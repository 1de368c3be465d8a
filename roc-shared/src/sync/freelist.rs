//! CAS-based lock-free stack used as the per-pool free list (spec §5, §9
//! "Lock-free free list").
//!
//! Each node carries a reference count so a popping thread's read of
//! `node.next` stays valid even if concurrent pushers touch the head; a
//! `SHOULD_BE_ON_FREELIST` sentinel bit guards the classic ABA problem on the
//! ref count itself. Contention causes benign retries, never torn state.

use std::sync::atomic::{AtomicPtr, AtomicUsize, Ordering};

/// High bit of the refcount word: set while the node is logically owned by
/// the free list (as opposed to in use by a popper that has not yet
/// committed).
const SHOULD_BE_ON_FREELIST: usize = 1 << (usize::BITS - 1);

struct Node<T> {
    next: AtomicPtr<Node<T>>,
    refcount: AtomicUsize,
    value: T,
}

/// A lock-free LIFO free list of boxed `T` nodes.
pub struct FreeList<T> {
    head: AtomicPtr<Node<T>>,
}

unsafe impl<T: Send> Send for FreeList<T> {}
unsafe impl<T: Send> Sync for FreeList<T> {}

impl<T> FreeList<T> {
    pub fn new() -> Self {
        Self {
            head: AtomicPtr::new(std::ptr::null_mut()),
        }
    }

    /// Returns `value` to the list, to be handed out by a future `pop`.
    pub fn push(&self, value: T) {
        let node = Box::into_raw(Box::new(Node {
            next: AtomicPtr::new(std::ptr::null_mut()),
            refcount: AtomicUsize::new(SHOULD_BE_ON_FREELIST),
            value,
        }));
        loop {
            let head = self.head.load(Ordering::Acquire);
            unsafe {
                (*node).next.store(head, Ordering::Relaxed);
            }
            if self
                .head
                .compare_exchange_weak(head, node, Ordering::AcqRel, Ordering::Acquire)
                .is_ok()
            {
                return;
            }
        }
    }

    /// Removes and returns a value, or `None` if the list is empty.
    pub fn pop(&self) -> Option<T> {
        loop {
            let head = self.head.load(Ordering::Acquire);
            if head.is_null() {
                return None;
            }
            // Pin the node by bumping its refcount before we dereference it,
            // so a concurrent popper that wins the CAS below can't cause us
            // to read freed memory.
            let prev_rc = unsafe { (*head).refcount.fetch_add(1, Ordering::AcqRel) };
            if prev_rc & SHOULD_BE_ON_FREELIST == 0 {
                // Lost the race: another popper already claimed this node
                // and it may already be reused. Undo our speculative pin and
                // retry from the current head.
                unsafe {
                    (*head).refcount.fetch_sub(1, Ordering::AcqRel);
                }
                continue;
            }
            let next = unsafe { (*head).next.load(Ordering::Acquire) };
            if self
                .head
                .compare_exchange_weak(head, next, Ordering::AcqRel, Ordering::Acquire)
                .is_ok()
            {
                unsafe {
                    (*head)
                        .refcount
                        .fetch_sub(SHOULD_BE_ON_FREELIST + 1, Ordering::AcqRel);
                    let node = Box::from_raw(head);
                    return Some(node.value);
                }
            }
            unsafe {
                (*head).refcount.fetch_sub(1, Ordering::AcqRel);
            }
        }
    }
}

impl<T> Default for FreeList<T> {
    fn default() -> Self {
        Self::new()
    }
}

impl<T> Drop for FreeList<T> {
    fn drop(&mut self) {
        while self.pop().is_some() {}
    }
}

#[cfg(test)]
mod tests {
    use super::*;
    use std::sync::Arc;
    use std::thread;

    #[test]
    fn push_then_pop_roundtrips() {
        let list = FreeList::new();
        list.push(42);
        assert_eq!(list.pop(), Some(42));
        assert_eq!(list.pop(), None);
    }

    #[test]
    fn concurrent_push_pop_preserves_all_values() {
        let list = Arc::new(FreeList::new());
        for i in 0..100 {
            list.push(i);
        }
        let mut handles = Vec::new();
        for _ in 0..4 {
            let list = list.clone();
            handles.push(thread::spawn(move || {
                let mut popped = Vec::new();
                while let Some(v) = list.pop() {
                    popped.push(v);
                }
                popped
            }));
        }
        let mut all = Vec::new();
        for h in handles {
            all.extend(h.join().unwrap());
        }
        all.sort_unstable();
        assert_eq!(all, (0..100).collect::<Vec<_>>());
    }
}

·····

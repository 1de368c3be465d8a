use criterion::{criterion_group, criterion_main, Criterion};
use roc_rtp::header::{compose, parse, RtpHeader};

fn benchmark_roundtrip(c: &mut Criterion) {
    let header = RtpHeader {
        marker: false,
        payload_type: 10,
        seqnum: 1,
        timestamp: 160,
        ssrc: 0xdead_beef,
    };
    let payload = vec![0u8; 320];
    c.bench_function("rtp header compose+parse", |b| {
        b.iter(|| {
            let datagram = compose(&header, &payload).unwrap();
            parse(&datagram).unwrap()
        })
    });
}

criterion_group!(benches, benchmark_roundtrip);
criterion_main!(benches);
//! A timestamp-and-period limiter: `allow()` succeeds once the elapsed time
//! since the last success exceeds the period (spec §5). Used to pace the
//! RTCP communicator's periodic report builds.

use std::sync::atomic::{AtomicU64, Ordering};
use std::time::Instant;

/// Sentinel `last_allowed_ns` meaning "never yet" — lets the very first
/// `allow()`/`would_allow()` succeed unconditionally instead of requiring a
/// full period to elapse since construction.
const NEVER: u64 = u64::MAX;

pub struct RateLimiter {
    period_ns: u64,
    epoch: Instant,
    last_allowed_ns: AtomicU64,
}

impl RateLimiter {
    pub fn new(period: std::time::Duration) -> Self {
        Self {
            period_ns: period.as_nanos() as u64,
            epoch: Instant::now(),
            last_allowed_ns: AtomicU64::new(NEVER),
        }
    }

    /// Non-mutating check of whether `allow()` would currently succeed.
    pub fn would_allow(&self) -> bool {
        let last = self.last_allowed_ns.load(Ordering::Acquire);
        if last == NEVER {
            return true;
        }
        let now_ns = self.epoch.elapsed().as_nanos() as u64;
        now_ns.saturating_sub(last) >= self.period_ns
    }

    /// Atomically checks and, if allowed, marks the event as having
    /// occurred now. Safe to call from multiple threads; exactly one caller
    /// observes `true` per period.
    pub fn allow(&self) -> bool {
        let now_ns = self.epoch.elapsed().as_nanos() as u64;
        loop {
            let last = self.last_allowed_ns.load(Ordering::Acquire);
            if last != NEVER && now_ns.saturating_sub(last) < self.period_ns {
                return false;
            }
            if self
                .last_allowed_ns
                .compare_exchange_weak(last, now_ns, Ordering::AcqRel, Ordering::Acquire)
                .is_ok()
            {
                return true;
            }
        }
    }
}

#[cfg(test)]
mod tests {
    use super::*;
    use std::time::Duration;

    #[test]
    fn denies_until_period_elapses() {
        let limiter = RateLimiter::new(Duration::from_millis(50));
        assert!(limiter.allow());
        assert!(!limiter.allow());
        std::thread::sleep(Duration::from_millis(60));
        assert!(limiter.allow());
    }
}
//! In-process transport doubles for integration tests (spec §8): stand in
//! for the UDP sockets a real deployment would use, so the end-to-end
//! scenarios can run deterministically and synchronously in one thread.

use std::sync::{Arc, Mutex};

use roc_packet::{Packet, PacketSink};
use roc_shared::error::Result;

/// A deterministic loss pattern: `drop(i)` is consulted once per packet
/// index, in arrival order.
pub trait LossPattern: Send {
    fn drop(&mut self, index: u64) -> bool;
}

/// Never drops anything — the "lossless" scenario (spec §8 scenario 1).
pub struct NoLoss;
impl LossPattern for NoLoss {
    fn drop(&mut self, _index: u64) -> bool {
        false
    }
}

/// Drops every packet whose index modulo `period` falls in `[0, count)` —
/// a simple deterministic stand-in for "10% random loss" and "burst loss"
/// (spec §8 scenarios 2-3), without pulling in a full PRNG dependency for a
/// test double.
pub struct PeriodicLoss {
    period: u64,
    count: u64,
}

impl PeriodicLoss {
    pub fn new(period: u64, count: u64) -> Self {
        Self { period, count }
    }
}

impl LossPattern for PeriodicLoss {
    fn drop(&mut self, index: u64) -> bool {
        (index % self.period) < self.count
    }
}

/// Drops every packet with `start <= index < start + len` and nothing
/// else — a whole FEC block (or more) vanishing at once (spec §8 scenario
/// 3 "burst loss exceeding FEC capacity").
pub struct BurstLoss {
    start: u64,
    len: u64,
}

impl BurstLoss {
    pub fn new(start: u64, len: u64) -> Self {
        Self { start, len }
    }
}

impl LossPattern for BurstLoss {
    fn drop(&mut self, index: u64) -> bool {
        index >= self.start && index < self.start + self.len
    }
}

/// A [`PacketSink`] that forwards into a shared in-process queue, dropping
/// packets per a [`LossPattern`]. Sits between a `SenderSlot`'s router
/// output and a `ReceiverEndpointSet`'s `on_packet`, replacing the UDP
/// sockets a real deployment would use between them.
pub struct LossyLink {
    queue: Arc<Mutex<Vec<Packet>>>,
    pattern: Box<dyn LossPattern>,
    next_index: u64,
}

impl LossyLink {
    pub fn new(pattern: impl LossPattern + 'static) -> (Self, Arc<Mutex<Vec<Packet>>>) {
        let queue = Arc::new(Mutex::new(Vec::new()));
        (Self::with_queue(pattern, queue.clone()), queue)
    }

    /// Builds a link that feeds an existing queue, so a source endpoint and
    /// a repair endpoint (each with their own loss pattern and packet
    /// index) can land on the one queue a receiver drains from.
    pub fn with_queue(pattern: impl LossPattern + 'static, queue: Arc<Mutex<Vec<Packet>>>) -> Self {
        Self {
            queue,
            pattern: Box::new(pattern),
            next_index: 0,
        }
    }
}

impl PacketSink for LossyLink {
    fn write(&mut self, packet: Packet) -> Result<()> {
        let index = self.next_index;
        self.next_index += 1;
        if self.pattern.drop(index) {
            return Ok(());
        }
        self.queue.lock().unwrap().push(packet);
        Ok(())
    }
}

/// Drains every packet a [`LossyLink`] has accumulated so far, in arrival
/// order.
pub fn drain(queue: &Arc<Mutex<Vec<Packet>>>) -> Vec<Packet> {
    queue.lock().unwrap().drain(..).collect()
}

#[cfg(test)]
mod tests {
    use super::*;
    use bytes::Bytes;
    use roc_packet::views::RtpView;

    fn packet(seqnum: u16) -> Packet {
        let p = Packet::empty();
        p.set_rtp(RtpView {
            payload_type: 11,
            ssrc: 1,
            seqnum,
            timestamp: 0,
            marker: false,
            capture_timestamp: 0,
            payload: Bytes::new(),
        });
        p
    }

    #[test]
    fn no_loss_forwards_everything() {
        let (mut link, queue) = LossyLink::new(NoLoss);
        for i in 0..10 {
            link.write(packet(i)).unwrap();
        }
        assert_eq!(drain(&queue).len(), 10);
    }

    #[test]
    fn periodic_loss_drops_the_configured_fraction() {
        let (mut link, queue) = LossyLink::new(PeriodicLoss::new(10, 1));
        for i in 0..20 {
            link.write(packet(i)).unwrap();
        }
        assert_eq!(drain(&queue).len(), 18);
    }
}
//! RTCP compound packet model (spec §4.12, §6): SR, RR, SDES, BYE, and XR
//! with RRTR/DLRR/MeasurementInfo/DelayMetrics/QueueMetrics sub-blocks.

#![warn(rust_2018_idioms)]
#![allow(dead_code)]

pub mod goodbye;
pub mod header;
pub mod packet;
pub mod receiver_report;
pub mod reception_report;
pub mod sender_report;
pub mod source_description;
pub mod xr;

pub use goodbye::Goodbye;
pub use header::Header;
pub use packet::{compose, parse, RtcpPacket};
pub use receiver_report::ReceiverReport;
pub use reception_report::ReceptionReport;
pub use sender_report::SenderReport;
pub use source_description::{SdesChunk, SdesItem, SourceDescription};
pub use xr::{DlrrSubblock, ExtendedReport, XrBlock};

·····

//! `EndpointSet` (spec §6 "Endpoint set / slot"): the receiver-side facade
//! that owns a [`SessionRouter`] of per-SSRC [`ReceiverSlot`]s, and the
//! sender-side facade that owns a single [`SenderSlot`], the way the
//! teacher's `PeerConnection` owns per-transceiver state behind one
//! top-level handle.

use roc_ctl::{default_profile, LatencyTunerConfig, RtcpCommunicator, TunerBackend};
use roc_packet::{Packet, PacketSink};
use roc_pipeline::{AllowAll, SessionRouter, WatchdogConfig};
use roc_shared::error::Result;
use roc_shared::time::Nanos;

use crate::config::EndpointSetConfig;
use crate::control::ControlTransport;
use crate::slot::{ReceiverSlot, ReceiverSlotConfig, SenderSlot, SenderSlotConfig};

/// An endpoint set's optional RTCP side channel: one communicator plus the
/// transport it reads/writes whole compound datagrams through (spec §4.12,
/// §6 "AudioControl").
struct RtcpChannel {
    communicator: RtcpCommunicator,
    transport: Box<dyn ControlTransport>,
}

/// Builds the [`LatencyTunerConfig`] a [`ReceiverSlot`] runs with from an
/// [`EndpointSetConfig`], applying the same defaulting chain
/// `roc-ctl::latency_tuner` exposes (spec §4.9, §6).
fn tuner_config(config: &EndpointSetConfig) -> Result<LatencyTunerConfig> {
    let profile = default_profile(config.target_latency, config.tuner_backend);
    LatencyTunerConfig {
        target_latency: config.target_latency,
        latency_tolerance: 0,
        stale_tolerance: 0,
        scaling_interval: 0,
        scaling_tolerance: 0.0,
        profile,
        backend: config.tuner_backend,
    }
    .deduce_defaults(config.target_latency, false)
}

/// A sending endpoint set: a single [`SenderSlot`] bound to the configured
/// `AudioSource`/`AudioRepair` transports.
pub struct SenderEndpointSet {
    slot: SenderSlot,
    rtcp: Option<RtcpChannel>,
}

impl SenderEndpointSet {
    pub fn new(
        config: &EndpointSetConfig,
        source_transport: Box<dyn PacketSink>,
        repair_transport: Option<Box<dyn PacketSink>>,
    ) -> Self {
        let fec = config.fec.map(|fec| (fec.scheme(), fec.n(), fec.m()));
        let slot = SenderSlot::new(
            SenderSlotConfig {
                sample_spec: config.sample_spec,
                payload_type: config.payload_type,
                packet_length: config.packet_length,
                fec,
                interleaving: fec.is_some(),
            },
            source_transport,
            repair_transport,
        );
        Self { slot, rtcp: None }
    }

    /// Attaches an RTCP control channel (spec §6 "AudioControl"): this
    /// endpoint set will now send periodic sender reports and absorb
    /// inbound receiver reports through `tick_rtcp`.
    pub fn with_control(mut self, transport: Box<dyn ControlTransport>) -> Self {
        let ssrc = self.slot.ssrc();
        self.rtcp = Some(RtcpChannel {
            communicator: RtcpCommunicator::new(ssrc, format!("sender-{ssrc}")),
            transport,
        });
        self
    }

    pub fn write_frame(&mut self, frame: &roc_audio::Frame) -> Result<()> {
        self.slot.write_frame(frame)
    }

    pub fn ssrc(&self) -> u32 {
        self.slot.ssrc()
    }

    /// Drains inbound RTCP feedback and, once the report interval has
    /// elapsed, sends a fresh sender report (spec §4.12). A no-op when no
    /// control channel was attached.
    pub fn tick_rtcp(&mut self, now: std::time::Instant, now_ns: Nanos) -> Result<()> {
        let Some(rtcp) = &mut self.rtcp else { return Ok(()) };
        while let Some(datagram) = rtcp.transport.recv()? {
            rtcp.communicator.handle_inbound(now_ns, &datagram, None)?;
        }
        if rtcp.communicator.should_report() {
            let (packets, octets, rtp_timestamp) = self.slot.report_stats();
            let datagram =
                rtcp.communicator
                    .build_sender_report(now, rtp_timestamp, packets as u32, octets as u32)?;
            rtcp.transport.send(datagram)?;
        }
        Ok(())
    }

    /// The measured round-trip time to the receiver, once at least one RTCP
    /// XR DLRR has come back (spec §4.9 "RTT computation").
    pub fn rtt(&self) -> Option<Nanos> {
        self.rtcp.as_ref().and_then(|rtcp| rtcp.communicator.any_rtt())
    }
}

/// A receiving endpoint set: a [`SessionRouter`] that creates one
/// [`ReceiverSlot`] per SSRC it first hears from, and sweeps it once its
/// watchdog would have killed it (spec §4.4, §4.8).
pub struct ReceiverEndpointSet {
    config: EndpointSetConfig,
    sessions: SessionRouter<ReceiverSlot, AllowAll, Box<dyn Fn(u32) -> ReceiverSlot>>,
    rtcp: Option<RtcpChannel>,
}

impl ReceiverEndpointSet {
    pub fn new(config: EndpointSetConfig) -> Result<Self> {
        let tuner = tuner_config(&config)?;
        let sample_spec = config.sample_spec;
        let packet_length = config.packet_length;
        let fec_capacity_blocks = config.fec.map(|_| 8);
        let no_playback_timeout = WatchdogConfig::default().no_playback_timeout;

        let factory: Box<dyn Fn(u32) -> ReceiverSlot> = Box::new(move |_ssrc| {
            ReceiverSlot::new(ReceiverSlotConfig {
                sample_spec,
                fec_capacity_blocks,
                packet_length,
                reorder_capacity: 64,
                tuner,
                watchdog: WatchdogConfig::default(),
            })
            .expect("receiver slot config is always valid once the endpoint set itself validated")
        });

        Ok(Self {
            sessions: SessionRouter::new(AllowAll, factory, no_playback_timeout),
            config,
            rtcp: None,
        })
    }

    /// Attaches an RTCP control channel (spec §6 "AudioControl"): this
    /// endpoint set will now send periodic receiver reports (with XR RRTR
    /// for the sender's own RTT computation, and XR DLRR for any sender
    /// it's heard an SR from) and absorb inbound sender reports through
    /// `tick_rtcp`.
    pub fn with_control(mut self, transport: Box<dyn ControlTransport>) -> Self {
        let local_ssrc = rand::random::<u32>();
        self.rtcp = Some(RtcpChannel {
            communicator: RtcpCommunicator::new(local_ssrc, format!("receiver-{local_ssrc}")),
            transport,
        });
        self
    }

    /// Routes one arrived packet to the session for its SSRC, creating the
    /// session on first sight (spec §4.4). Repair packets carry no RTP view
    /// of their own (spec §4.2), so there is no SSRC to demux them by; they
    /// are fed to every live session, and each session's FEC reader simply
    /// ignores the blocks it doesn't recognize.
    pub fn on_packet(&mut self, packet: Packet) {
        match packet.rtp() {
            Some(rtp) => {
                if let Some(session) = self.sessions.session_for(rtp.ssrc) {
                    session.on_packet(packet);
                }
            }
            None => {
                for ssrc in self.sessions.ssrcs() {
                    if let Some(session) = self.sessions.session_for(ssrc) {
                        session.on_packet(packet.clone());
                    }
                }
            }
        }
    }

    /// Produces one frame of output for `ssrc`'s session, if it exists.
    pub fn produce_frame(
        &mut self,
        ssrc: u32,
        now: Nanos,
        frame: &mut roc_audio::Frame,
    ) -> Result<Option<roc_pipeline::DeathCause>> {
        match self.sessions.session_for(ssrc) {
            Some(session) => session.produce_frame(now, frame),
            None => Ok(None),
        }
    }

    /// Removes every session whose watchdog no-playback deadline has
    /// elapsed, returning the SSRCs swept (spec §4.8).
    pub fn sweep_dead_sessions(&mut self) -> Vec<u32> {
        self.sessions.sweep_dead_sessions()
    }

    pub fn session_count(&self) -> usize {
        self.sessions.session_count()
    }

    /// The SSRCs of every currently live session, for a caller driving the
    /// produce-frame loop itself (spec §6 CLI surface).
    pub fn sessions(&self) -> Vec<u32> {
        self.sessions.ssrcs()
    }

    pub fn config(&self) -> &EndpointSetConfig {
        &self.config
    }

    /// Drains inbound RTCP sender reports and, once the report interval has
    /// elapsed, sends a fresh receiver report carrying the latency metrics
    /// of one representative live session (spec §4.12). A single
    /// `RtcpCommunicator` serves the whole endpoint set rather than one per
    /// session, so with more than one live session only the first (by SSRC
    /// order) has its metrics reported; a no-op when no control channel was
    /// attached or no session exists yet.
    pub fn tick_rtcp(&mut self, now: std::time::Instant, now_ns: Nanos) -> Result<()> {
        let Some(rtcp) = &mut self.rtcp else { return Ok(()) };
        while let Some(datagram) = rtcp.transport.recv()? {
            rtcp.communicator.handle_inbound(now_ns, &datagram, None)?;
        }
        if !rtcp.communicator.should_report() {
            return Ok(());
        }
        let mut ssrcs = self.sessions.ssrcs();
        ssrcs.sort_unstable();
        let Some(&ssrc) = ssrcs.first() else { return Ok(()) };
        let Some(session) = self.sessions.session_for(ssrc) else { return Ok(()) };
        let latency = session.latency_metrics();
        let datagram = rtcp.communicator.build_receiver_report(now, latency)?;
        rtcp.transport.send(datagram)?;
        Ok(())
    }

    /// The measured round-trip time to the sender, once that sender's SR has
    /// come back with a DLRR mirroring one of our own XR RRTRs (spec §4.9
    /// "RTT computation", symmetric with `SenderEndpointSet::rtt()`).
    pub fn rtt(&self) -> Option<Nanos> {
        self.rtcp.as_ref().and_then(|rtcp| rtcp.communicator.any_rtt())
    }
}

·····

*Aim of the exercise:* When a line in the material above includes the word "epoch", copy that line.

*Response to the task:*
    epoch: Instant,
            epoch: Instant::now(),
        let now_ns = self.epoch.elapsed().as_nanos() as u64;
        let now_ns = self.epoch.elapsed().as_nanos() as u64;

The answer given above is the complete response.